• [Activity]: Without omitting anything, retype the data that follows.

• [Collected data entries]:
►

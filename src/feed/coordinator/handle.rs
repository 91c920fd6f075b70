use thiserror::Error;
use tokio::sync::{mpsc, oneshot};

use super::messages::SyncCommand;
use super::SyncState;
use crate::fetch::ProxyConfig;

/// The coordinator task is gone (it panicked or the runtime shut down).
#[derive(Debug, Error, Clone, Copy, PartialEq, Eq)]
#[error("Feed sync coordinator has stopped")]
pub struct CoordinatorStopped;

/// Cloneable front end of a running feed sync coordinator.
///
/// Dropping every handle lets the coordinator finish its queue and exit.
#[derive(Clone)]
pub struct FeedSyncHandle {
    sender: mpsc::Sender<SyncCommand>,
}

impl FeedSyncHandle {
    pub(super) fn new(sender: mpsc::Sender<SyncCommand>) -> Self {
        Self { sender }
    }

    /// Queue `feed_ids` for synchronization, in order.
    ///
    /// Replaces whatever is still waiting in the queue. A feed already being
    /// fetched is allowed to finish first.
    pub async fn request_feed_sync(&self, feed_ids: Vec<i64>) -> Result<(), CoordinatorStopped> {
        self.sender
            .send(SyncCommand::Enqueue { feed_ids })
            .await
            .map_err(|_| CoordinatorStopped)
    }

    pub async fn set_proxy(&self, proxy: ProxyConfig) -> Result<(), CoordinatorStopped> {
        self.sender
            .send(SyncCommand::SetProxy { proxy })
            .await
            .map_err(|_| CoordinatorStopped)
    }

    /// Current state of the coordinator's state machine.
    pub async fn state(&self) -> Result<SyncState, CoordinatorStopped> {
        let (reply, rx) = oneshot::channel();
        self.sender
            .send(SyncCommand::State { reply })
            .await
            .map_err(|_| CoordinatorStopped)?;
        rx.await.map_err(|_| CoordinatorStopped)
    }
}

◄

• [Result]:
filename src/feed/coordinator/handle.rs
repository 91c920fd6f075b70
use thiserror::Error;
use tokio::sync::{mpsc, oneshot};

use super::messages::SyncCommand;
use super::SyncState;
use crate::fetch::ProxyConfig;

/// The coordinator task is gone (it panicked or the runtime shut down).
#[derive(Debug, Error, Clone, Copy, PartialEq, Eq)]
#[error("Feed sync coordinator has stopped")]
pub struct CoordinatorStopped;

/// Cloneable front end of a running feed sync coordinator.
///
/// Dropping every handle lets the coordinator finish its queue and exit.
#[derive(Clone)]
pub struct FeedSyncHandle {
    sender: mpsc::Sender<SyncCommand>,
}

impl FeedSyncHandle {
    pub(super) fn new(sender: mpsc::Sender<SyncCommand>) -> Self {
        Self { sender }
    }

    /// Queue `feed_ids` for synchronization, in order.
    ///
    /// Replaces whatever is still waiting in the queue. A feed already being
    /// fetched is allowed to finish first.
    pub async fn request_feed_sync(&self, feed_ids: Vec<i64>) -> Result<(), CoordinatorStopped> {
        self.sender
            .send(SyncCommand::Enqueue { feed_ids })
            .await
            .map_err(|_| CoordinatorStopped)
    }

    pub async fn set_proxy(&self, proxy: ProxyConfig) -> Result<(), CoordinatorStopped> {
        self.sender
            .send(SyncCommand::SetProxy { proxy })
            .await
            .map_err(|_| CoordinatorStopped)
    }

    /// Current state of the coordinator's state machine.
    pub async fn state(&self) -> Result<SyncState, CoordinatorStopped> {
        let (reply, rx) = oneshot::channel();
        self.sender
            .send(SyncCommand::State { reply })
            .await
            .map_err(|_| CoordinatorStopped)?;
        rx.await.map_err(|_| CoordinatorStopped)
    }
}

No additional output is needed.